Abstract
The photovoltaic (PV) industry is growing, with rates well in excess of 30% a year over the last decade. World solar photovoltaic market installations are expected to reach 17.5 Gigawatt in 2010; however, PV contribution to global electricity generation is still negligible. The main challenge for a major contribution demands incremental reductions in €/Wp costs of PV modules. The traditional development of photovoltaics was based on crystalline-silicon wafer technology. However, the early 1970’s witnessed a new approach based on the possibility of growing silicon in the form of a thin-film on a given substrate.
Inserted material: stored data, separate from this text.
//! Telegram transport settings.

use config::ConfigError;
use oxide_purge_core::config::PurgeSettings;
use serde::{Deserialize, Serialize};
use std::collections::HashSet;
use std::sync::Arc;

/// Telegram transport settings loaded from environment variables.
#[derive(Debug, Deserialize, Serialize, Clone, Default)]
pub struct TelegramSettings {
    /// Telegram Bot API token.
    pub telegram_token: String,
    /// Comma-separated list of user IDs allowed to purge any chat the bot administers.
    #[serde(rename = "allowed_users")]
    pub allowed_users_str: Option<String>,
}

/// Combined settings used by the Telegram transport layer.
#[derive(Clone)]
pub struct BotSettings {
    /// Engine settings shared across transport handlers.
    pub purge: Arc<PurgeSettings>,
    /// Telegram-specific settings.
    pub telegram: Arc<TelegramSettings>,
}

impl BotSettings {
    /// Create a new combined settings bundle.
    #[must_use]
    pub fn new(purge: PurgeSettings, telegram: TelegramSettings) -> Self {
        Self {
            purge: Arc::new(purge),
            telegram: Arc::new(telegram),
        }
    }
}

impl TelegramSettings {
    /// Create new settings by loading from environment and files.
    ///
    /// # Errors
    ///
    /// Returns a `ConfigError` if loading fails.
    pub fn new() -> Result<Self, ConfigError> {
        oxide_purge_core::config::build_config()?.try_deserialize()
    }

    /// Returns the set of explicitly allowed user IDs.
    #[must_use]
    pub fn allowed_users(&self) -> HashSet<i64> {
        self.allowed_users_str
            .as_ref()
            .map(|s| {
                s.split(|c: char| c == ',' || c == ';' || c.is_whitespace())
                    .filter(|token| !token.is_empty())
                    .filter_map(|id| id.parse::<i64>().ok())
                    .collect()
            })
            .unwrap_or_default()
    }
}

/// Cooldown period (seconds) between "Access Denied" messages for same user.
/// Default: 20 minutes.
pub const UNAUTHORIZED_COOLDOWN_SECS: u64 = 1200;
/// Time-to-live (seconds) for cache entries.
/// Default: 2 hours.
pub const UNAUTHORIZED_CACHE_TTL_SECS: u64 = 7200;
/// Maximum cache capacity (number of entries).
pub const UNAUTHORIZED_CACHE_MAX_SIZE: u64 = 10_000;

/// How long observed message authors are remembered.
/// Default: 2 days.
pub const MESSAGE_LOG_TTL_SECS: u64 = 172_800;
/// Maximum number of remembered messages across all chats.
pub const MESSAGE_LOG_MAX_SIZE: u64 = 1_000_000;

fn env_or(name: &str, default: u64) -> u64 {
    std::env::var(name)
        .ok()
        .and_then(|s| s.parse().ok())
        .unwrap_or(default)
}

/// Get unauthorized cooldown from env or default.
///
/// Environment variable: `UNAUTHORIZED_COOLDOWN_SECS`.
#[must_use]
pub fn get_unauthorized_cooldown() -> u64 {
    env_or("UNAUTHORIZED_COOLDOWN_SECS", UNAUTHORIZED_COOLDOWN_SECS)
}

/// Get unauthorized cache TTL from env or default.
///
/// Environment variable: `UNAUTHORIZED_CACHE_TTL_SECS`.
#[must_use]
pub fn get_unauthorized_cache_ttl() -> u64 {
    env_or("UNAUTHORIZED_CACHE_TTL_SECS", UNAUTHORIZED_CACHE_TTL_SECS)
}

/// Get unauthorized cache max size from env or default.
///
/// Environment variable: `UNAUTHORIZED_CACHE_MAX_SIZE`.
#[must_use]
pub fn get_unauthorized_cache_max_size() -> u64 {
    env_or("UNAUTHORIZED_CACHE_MAX_SIZE", UNAUTHORIZED_CACHE_MAX_SIZE)
}

/// Get message log TTL from env or default.
///
/// Environment variable: `MESSAGE_LOG_TTL_SECS`.
#[must_use]
pub fn get_message_log_ttl() -> u64 {
    env_or("MESSAGE_LOG_TTL_SECS", MESSAGE_LOG_TTL_SECS)
}

/// Get message log capacity from env or default.
///
/// Environment variable: `MESSAGE_LOG_MAX_SIZE`.
#[must_use]
pub fn get_message_log_max_size() -> u64 {
    env_or("MESSAGE_LOG_MAX_SIZE", MESSAGE_LOG_MAX_SIZE)
}

#[cfg(test)]
mod tests {
    use super::*;

    #[test]
    fn test_list_parsing() {
        let mut settings = TelegramSettings {
            telegram_token: "dummy".to_string(),
            allowed_users_str: None,
        };
        assert!(settings.allowed_users().is_empty());

        settings.allowed_users_str = Some("123,456".to_string());
        let allowed = settings.allowed_users();
        assert!(allowed.contains(&123));
        assert!(allowed.contains(&456));
        assert_eq!(allowed.len(), 2);

        settings.allowed_users_str = Some("333; 444 555".to_string());
        assert_eq!(settings.allowed_users().len(), 3);

        settings.allowed_users_str = Some("abc, 777".to_string());
        let allowed = settings.allowed_users();
        assert!(allowed.contains(&777));
        assert_eq!(allowed.len(), 1);
    }

    #[test]
    fn unset_env_falls_back_to_default() {
        assert_eq!(env_or("OXIDE_PURGE_TEST_UNSET_VARIABLE", 17), 17);
    }
}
Several techniques are currently used to achieve this deposition, and they are mainly based on the chemical vapour deposition (CVD) technique. While amorphous siliconbased PV modules have dominated the thin-film market for over 20 years, recent industrial developments include tandem solar cells based on stacks of amorphous (a-Si:H) and microcrystalline silicon (μc-Si:H) film (“micromorph cells”). A basic question that already awaits an answer concerns the link between the microstructure of the material, transport properties of the intrinsic absorbing layers, as well as the electrical performance of solar cells. μc-Si:H is a complex material with a wide range of microstructures, depending both on deposition conditions and on the substrate material. This chapter will report on the state of the art and several aspects of material properties. Device physics will also be presented.
Keywords: Absorption coefficients, amorphous superconductors, impurity and defect levels, chemical vapor deposition, electronic structure, electrical conductivity, optical properties, photovoltaic thin films, semiconductors and insulators, thin films.